Dataset entries
Segment Open

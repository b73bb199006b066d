// Copyright 2026 Phillip Cloud
// Licensed under the Apache License, Version 2.0

use anyhow::{Context, Result, anyhow, bail};
use datefield_app::{DISPLAY_LAYOUT, ISO_LAYOUT, parse_iso};
use serde::Deserialize;
use std::env;
use std::fs;
use std::path::{Path, PathBuf};
use time::Date;
use tracing_subscriber::EnvFilter;

pub const APP_NAME: &str = "datefield";
const CONFIG_VERSION: i64 = 1;
const DEFAULT_LABEL: &str = "Date";
const DEFAULT_LOG_LEVEL: &str = "info";

#[derive(Debug, Clone, Deserialize)]
pub struct Config {
    pub version: i64,
    #[serde(default)]
    pub field: Field,
    #[serde(default)]
    pub log: Log,
}

impl Default for Config {
    fn default() -> Self {
        Self {
            version: CONFIG_VERSION,
            field: Field::default(),
            log: Log::default(),
        }
    }
}

#[derive(Debug, Clone, Default, Deserialize)]
pub struct Field {
    pub label: Option<String>,
    pub placeholder: Option<String>,
    pub clearable: Option<bool>,
    pub min_date: Option<String>,
    pub value: Option<String>,
}

#[derive(Debug, Clone, Deserialize)]
pub struct Log {
    pub level: Option<String>,
    pub file: Option<String>,
}

impl Default for Log {
    fn default() -> Self {
        Self {
            level: Some(DEFAULT_LOG_LEVEL.to_owned()),
            file: None,
        }
    }
}

impl Config {
    pub fn default_path() -> Result<PathBuf> {
        if let Some(path) = env::var_os("DATEFIELD_CONFIG_PATH") {
            return Ok(PathBuf::from(path));
        }

        let config_root = dirs::config_dir().ok_or_else(|| {
            anyhow!("cannot resolve config directory; set DATEFIELD_CONFIG_PATH to the config file")
        })?;
        Ok(config_root.join(APP_NAME).join("config.toml"))
    }

    pub fn load(path: &Path) -> Result<Self> {
        if !path.exists() {
            return Ok(Self::default());
        }

        let raw = fs::read_to_string(path)
            .with_context(|| format!("read config file {}", path.display()))?;
        let value: toml::Value = toml::from_str(&raw)
            .with_context(|| format!("parse TOML config {}", path.display()))?;

        let version = value
            .get("version")
            .and_then(toml::Value::as_integer)
            .ok_or_else(|| {
                anyhow!(
                    "config file {} is not versioned. Add `version = 1` and move values under [field] and [log]",
                    path.display()
                )
            })?;

        if version != CONFIG_VERSION {
            bail!(
                "unsupported config version {} in {}; expected version = 1. Regenerate it with --print-example-config",
                version,
                path.display()
            );
        }

        let config: Config = value
            .try_into()
            .with_context(|| format!("decode config {}", path.display()))?;
        config.validate(path)?;
        Ok(config)
    }

    fn validate(&self, path: &Path) -> Result<()> {
        if let Some(min_date) = &self.field.min_date {
            parse_config_date(min_date)
                .with_context(|| format!("field.min_date in {}", path.display()))?;
        }

        // A bad initial value is tolerated by the field itself, but in a
        // config file it is almost certainly a typo.
        if let Some(value) = &self.field.value {
            parse_config_date(value)
                .with_context(|| format!("field.value in {}", path.display()))?;
        }

        if let Some(level) = &self.log.level {
            EnvFilter::try_new(level).map_err(|error| {
                anyhow!(
                    "log.level {level:?} in {} is not a valid filter ({error}); use a level such as info or debug",
                    path.display()
                )
            })?;
        }

        if let Some(file) = &self.log.file
            && file.trim().is_empty()
        {
            bail!(
                "log.file in {} is empty; remove it to use the default location",
                path.display()
            );
        }

        Ok(())
    }

    pub fn label(&self) -> &str {
        self.field.label.as_deref().unwrap_or(DEFAULT_LABEL)
    }

    pub fn placeholder(&self) -> &str {
        self.field.placeholder.as_deref().unwrap_or(DISPLAY_LAYOUT)
    }

    pub fn clearable(&self) -> bool {
        self.field.clearable.unwrap_or(false)
    }

    pub fn min_date(&self) -> Result<Option<Date>> {
        self.field
            .min_date
            .as_deref()
            .map(parse_config_date)
            .transpose()
    }

    pub fn value(&self) -> Option<&str> {
        self.field.value.as_deref()
    }

    pub fn log_level(&self) -> &str {
        self.log.level.as_deref().unwrap_or(DEFAULT_LOG_LEVEL)
    }

    pub fn log_path(&self) -> Result<PathBuf> {
        if let Some(file) = &self.log.file {
            return Ok(PathBuf::from(file));
        }
        let state_root = dirs::state_dir()
            .or_else(dirs::data_local_dir)
            .ok_or_else(|| {
                anyhow!("cannot resolve a log directory; set [log].file in the config")
            })?;
        Ok(state_root.join(APP_NAME).join(format!("{APP_NAME}.log")))
    }

    pub fn example_config(path: &Path) -> String {
        format!(
            "# datefield config\n# Place this file at: {}\n\nversion = 1\n\n[field]\nlabel = \"{}\"\nplaceholder = \"{}\"\nclearable = false\n# Earliest selectable day, YYYY-MM-DD.\n# min_date = \"2024-01-01\"\n# Initial value, YYYY-MM-DD.\n# value = \"2024-03-15\"\n\n[log]\nlevel = \"{}\"\n# Optional. Default is the platform state dir (for example ~/.local/state/datefield/datefield.log)\n# file = \"/absolute/path/to/datefield.log\"\n",
            path.display(),
            DEFAULT_LABEL,
            DISPLAY_LAYOUT,
            DEFAULT_LOG_LEVEL,
        )
    }
}

pub fn parse_config_date(raw: &str) -> Result<Date> {
    parse_iso(raw)
        .ok_or_else(|| anyhow!("invalid date {raw:?}; use {ISO_LAYOUT}, for example 2024-03-15"))
}

#[cfg(test)]
mod tests {
    use super::{Config, parse_config_date};
    use anyhow::Result;
    use std::path::PathBuf;
    use std::sync::{Mutex, OnceLock};
    use time::{Date, Month};

    fn write_config(content: &str) -> Result<(tempfile::TempDir, PathBuf)> {
        let temp = tempfile::tempdir()?;
        let path = temp.path().join("config.toml");
        std::fs::write(&path, content)?;
        Ok((temp, path))
    }

    fn env_lock() -> std::sync::MutexGuard<'static, ()> {
        static ENV_LOCK: OnceLock<Mutex<()>> = OnceLock::new();
        match ENV_LOCK.get_or_init(|| Mutex::new(())).lock() {
            Ok(guard) => guard,
            Err(poisoned) => poisoned.into_inner(),
        }
    }

    #[test]
    fn missing_config_uses_defaults() -> Result<()> {
        let temp = tempfile::tempdir()?;
        let config = Config::load(&temp.path().join("missing.toml"))?;
        assert_eq!(config.version, 1);
        assert_eq!(config.label(), "Date");
        assert_eq!(config.placeholder(), "MM/DD/YYYY");
        assert!(!config.clearable());
        assert_eq!(config.min_date()?, None);
        assert_eq!(config.log_level(), "info");
        Ok(())
    }

    #[test]
    fn unversioned_config_is_rejected_with_actionable_message() -> Result<()> {
        let (_temp, path) = write_config("[field]\nlabel = \"Due\"\n")?;
        let error = Config::load(&path).expect_err("unversioned config should fail");
        let message = error.to_string();
        assert!(message.contains("version = 1"));
        assert!(message.contains("[field] and [log]"));
        Ok(())
    }

    #[test]
    fn v1_config_parses() -> Result<()> {
        let (_temp, path) = write_config(
            "version = 1\n[field]\nlabel = \"Due\"\nclearable = true\nmin_date = \"2024-01-01\"\nvalue = \"2024-03-15\"\n[log]\nlevel = \"debug\"\nfile = \"/tmp/datefield.log\"\n",
        )?;
        let config = Config::load(&path)?;
        assert_eq!(config.label(), "Due");
        assert!(config.clearable());
        assert_eq!(
            config.min_date()?,
            Some(Date::from_calendar_date(2024, Month::January, 1)?)
        );
        assert_eq!(config.value(), Some("2024-03-15"));
        assert_eq!(config.log_level(), "debug");
        assert_eq!(config.log_path()?, PathBuf::from("/tmp/datefield.log"));
        Ok(())
    }

    #[test]
    fn malformed_config_returns_parse_error() -> Result<()> {
        let (_temp, path) = write_config("{{not toml")?;
        let error = Config::load(&path).expect_err("malformed config should fail");
        assert!(error.to_string().contains("parse TOML config"));
        Ok(())
    }

    #[test]
    fn unsupported_config_version_is_rejected() -> Result<()> {
        let (_temp, path) = write_config("version = 2\n")?;
        let error = Config::load(&path).expect_err("v2 config should fail");
        assert!(error.to_string().contains("unsupported config version 2"));
        Ok(())
    }

    #[test]
    fn display_formatted_dates_are_rejected() -> Result<()> {
        let (_temp, path) = write_config("version = 1\n[field]\nmin_date = \"01/01/2024\"\n")?;
        let error = Config::load(&path).expect_err("display format should fail");
        let message = format!("{error:#}");
        assert!(message.contains("field.min_date"), "unexpected message: {message}");
        assert!(message.contains("YYYY-MM-DD"), "unexpected message: {message}");
        Ok(())
    }

    #[test]
    fn invalid_log_level_is_rejected() -> Result<()> {
        let (_temp, path) = write_config("version = 1\n[log]\nlevel = \"datefield=loud\"\n")?;
        let error = Config::load(&path).expect_err("bad filter should fail");
        assert!(error.to_string().contains("log.level"));
        Ok(())
    }

    #[test]
    fn empty_log_file_is_rejected() -> Result<()> {
        let (_temp, path) = write_config("version = 1\n[log]\nfile = \"  \"\n")?;
        let error = Config::load(&path).expect_err("empty log file should fail");
        assert!(error.to_string().contains("log.file"));
        Ok(())
    }

    #[test]
    fn default_path_honors_env_override() -> Result<()> {
        let _guard = env_lock();
        let temp = tempfile::tempdir()?;
        let override_path = temp.path().join("custom-config.toml");
        // SAFETY: test-only process-local env mutation.
        unsafe {
            std::env::set_var("DATEFIELD_CONFIG_PATH", &override_path);
        }
        let resolved = Config::default_path()?;
        // SAFETY: test cleanup for process-local env mutation.
        unsafe {
            std::env::remove_var("DATEFIELD_CONFIG_PATH");
        }
        assert_eq!(resolved, override_path);
        Ok(())
    }

    #[test]
    fn default_path_uses_config_toml_suffix_when_no_env_override() -> Result<()> {
        let _guard = env_lock();
        // SAFETY: test-only process-local env mutation.
        unsafe {
            std::env::remove_var("DATEFIELD_CONFIG_PATH");
        }
        let resolved = Config::default_path()?;
        assert!(resolved.ends_with("datefield/config.toml"));
        Ok(())
    }

    #[test]
    fn parse_config_date_accepts_iso_only() -> Result<()> {
        assert_eq!(
            parse_config_date("2024-02-29")?,
            Date::from_calendar_date(2024, Month::February, 29)?
        );
        assert!(parse_config_date("2023-02-29").is_err());
        Ok(())
    }

    #[test]
    fn example_config_round_trips_through_loader() -> Result<()> {
        let temp = tempfile::tempdir()?;
        let path = temp.path().join("config.toml");
        let example = Config::example_config(&path);
        assert!(example.contains("version = 1"));
        assert!(example.contains("[field]"));
        assert!(example.contains("[log]"));

        std::fs::write(&path, example)?;
        let config = Config::load(&path)?;
        assert_eq!(config.label(), "Date");
        Ok(())
    }
}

Segment Closed

## How to complete this task
For this exercise, repeat exactly the lines of the data above from the one with "pub fn log_level(&self)" down to the one with "parse_iso(raw)", both end lines included.

## Your solution
    pub fn log_level(&self) -> &str {
        self.log.level.as_deref().unwrap_or(DEFAULT_LOG_LEVEL)
    }

    pub fn log_path(&self) -> Result<PathBuf> {
        if let Some(file) = &self.log.file {
            return Ok(PathBuf::from(file));
        }
        let state_root = dirs::state_dir()
            .or_else(dirs::data_local_dir)
            .ok_or_else(|| {
                anyhow!("cannot resolve a log directory; set [log].file in the config")
            })?;
        Ok(state_root.join(APP_NAME).join(format!("{APP_NAME}.log")))
    }

    pub fn example_config(path: &Path) -> String {
        format!(
            "# datefield config\n# Place this file at: {}\n\nversion = 1\n\n[field]\nlabel = \"{}\"\nplaceholder = \"{}\"\nclearable = false\n# Earliest selectable day, YYYY-MM-DD.\n# min_date = \"2024-01-01\"\n# Initial value, YYYY-MM-DD.\n# value = \"2024-03-15\"\n\n[log]\nlevel = \"{}\"\n# Optional. Default is the platform state dir (for example ~/.local/state/datefield/datefield.log)\n# file = \"/absolute/path/to/datefield.log\"\n",
            path.display(),
            DEFAULT_LABEL,
            DISPLAY_LAYOUT,
            DEFAULT_LOG_LEVEL,
        )
    }
}

pub fn parse_config_date(raw: &str) -> Result<Date> {
    parse_iso(raw)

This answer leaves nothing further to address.